*What you should do*
Below are the records; locate each line with the word "KeepaliveConfig" and copy it.

*** Data ***

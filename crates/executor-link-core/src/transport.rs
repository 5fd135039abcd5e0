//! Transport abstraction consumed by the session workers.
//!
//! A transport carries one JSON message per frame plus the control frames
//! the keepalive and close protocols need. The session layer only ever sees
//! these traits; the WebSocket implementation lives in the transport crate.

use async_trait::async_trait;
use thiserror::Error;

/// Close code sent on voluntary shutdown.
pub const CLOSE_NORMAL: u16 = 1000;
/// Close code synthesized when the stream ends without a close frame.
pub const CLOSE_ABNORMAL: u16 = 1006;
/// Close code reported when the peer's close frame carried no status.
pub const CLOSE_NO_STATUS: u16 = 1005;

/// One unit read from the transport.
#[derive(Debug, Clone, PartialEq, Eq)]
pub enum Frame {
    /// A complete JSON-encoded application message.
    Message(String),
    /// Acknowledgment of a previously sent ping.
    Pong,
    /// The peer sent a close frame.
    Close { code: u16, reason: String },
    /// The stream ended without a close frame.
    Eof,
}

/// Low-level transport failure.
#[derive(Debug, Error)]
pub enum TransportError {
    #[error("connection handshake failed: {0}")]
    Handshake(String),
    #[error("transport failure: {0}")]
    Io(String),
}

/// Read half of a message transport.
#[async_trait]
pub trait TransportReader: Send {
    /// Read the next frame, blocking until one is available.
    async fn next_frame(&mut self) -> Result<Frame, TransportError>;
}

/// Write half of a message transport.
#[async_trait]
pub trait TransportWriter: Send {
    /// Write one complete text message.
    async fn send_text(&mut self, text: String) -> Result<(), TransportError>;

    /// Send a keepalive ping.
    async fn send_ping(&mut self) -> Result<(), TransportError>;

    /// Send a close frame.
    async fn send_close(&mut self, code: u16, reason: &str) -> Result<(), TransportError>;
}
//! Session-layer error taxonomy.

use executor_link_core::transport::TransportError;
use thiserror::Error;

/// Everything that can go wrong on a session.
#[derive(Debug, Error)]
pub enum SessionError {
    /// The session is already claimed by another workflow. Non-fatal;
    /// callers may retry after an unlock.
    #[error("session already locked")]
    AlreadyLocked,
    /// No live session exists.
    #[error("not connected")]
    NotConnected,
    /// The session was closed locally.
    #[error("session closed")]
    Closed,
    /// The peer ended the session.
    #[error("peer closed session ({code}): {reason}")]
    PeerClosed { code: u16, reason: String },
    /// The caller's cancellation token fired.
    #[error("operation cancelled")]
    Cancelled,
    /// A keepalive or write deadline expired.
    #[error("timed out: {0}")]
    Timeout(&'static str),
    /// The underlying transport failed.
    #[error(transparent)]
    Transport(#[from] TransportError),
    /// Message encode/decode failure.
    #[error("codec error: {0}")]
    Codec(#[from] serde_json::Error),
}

*** End of Data ***
*** Data ***

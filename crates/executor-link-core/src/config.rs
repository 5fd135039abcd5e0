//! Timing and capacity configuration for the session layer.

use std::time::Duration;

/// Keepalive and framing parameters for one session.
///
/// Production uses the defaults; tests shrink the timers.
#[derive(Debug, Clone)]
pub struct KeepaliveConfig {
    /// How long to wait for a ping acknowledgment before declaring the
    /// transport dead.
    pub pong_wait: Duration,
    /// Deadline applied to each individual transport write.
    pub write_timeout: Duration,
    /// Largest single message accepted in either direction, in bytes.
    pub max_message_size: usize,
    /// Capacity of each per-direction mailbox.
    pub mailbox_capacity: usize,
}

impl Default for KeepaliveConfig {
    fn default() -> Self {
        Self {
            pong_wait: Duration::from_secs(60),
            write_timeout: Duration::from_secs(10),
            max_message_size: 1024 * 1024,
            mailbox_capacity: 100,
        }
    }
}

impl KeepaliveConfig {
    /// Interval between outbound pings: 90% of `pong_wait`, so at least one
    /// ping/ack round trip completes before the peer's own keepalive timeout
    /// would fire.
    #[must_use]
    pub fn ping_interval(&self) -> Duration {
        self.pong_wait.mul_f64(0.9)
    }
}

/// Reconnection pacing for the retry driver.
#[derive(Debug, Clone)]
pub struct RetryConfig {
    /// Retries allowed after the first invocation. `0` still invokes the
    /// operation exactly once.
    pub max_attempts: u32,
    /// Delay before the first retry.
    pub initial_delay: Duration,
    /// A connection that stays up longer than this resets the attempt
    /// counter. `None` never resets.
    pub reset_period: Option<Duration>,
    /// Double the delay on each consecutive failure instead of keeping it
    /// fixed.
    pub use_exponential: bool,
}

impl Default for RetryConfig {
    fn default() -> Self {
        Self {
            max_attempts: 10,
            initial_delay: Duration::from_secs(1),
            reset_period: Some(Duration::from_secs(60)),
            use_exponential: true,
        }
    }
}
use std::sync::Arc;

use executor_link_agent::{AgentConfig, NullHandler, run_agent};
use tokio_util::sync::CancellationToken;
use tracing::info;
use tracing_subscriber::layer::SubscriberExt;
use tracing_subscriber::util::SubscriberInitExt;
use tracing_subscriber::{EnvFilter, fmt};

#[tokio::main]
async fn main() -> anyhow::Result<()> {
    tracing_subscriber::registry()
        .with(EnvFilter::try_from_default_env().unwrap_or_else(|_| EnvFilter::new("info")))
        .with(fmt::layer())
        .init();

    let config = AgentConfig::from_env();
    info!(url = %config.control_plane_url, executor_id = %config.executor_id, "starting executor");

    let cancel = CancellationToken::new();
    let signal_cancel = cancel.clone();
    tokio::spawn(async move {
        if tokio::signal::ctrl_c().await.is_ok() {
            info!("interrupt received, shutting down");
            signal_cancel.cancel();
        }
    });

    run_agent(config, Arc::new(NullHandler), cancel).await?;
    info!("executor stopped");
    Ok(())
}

*** End of Data ***

*Response below*
pub struct KeepaliveConfig {
impl Default for KeepaliveConfig {
impl KeepaliveConfig {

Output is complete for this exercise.